▸ **AIM OF THE EXERCISE**: Copy all lines of the listing that include the string "locked".

RECORDS FOR THE EXERCISE Block Start

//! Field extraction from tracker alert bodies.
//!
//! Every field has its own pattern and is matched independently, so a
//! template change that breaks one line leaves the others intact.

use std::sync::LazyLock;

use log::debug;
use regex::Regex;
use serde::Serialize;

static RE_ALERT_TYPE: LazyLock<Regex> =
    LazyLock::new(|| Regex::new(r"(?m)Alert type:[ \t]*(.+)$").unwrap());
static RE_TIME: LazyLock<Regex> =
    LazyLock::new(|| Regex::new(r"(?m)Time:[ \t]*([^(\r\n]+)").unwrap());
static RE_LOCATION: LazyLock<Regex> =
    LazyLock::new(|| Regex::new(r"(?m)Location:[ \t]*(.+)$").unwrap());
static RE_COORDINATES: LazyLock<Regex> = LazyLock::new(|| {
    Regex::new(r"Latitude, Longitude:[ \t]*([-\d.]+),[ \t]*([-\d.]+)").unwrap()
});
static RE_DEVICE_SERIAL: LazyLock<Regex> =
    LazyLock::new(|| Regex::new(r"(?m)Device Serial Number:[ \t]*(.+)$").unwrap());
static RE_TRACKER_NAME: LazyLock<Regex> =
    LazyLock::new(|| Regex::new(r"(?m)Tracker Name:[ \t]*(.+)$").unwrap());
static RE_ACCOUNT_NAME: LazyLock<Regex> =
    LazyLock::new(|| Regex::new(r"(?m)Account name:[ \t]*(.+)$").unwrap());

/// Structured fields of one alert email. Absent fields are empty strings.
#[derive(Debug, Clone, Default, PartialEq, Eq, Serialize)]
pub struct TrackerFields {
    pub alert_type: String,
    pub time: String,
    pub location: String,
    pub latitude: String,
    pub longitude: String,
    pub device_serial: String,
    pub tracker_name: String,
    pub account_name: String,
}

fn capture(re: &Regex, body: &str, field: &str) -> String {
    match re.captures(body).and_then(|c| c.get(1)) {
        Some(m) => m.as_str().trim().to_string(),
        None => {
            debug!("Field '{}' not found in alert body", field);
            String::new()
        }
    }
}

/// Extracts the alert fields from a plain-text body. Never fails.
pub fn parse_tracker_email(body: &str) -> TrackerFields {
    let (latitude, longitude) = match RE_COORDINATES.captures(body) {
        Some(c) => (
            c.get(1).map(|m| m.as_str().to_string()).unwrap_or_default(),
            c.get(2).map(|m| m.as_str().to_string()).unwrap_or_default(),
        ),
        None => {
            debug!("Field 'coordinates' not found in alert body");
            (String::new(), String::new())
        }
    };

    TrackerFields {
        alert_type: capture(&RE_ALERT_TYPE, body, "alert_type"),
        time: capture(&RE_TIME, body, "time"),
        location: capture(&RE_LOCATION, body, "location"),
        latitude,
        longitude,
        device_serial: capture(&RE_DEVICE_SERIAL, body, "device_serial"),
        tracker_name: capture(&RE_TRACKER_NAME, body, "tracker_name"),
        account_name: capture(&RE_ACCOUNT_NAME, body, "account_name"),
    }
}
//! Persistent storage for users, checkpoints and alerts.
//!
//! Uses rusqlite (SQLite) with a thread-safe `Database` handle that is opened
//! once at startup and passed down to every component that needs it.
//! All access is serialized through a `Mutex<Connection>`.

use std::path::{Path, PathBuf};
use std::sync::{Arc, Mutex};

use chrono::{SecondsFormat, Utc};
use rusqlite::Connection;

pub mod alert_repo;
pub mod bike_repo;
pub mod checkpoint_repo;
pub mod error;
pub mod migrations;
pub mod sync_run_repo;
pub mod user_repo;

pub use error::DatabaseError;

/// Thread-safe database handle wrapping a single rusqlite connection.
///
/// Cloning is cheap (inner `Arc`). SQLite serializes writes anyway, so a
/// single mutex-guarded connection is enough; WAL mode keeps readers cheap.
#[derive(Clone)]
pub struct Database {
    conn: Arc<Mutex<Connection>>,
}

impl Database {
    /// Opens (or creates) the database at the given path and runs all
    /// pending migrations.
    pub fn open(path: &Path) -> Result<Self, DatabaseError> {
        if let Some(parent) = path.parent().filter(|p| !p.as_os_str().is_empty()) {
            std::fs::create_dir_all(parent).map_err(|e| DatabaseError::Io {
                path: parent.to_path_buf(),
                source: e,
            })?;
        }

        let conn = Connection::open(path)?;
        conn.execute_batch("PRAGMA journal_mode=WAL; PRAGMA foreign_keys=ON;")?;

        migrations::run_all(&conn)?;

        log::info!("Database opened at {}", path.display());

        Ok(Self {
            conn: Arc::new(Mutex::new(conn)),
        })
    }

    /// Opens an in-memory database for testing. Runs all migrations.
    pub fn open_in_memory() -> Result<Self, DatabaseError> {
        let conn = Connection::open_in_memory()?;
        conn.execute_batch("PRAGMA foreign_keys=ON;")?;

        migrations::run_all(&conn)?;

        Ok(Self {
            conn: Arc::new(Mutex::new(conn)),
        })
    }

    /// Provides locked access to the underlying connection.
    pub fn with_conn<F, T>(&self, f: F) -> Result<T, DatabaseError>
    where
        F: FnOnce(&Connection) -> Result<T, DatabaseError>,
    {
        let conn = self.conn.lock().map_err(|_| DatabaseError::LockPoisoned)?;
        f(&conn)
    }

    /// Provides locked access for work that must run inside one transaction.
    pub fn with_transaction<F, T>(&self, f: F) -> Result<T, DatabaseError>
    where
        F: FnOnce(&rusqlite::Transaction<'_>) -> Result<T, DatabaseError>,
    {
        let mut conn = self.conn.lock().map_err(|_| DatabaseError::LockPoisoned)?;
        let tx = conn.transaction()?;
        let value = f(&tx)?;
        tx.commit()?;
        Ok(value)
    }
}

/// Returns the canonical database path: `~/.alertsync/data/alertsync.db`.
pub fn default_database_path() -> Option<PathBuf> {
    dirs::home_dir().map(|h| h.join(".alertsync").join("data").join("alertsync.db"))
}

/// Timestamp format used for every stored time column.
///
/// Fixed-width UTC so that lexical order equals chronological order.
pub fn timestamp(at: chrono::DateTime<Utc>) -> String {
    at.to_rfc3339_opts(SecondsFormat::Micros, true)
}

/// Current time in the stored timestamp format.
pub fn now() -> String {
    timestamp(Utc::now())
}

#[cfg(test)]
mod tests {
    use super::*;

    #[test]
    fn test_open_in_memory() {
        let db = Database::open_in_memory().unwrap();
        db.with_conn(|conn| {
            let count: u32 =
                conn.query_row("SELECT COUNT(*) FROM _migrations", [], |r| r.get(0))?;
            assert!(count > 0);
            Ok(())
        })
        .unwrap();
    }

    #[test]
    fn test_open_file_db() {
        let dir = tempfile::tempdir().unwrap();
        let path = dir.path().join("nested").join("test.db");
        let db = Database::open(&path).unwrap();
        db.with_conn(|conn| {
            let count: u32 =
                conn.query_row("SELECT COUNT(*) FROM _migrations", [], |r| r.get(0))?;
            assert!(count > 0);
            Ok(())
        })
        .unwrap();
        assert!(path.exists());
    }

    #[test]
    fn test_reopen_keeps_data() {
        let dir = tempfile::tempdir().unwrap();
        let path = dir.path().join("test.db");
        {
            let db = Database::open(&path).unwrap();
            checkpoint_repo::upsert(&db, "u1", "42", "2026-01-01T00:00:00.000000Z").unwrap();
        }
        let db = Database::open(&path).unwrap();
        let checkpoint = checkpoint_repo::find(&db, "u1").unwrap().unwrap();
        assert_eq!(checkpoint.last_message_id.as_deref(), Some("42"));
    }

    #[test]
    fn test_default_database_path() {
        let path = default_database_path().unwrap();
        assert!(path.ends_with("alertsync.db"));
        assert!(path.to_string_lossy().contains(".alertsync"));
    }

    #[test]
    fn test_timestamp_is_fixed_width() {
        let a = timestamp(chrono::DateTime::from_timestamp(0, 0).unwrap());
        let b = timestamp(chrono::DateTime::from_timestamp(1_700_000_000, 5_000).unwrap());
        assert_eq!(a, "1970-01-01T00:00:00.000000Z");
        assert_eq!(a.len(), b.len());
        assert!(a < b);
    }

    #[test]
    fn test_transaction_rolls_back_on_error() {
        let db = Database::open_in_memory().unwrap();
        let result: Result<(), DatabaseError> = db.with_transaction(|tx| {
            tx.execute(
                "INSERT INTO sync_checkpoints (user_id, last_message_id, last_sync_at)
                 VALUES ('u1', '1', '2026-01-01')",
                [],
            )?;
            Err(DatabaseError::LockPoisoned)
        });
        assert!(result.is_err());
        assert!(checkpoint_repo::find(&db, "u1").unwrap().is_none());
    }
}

RECORDS FOR THE EXERCISE Block End

▸ **YOUR RESPONSE**:
    /// Provides locked access to the underlying connection.
    /// Provides locked access for work that must run inside one transaction.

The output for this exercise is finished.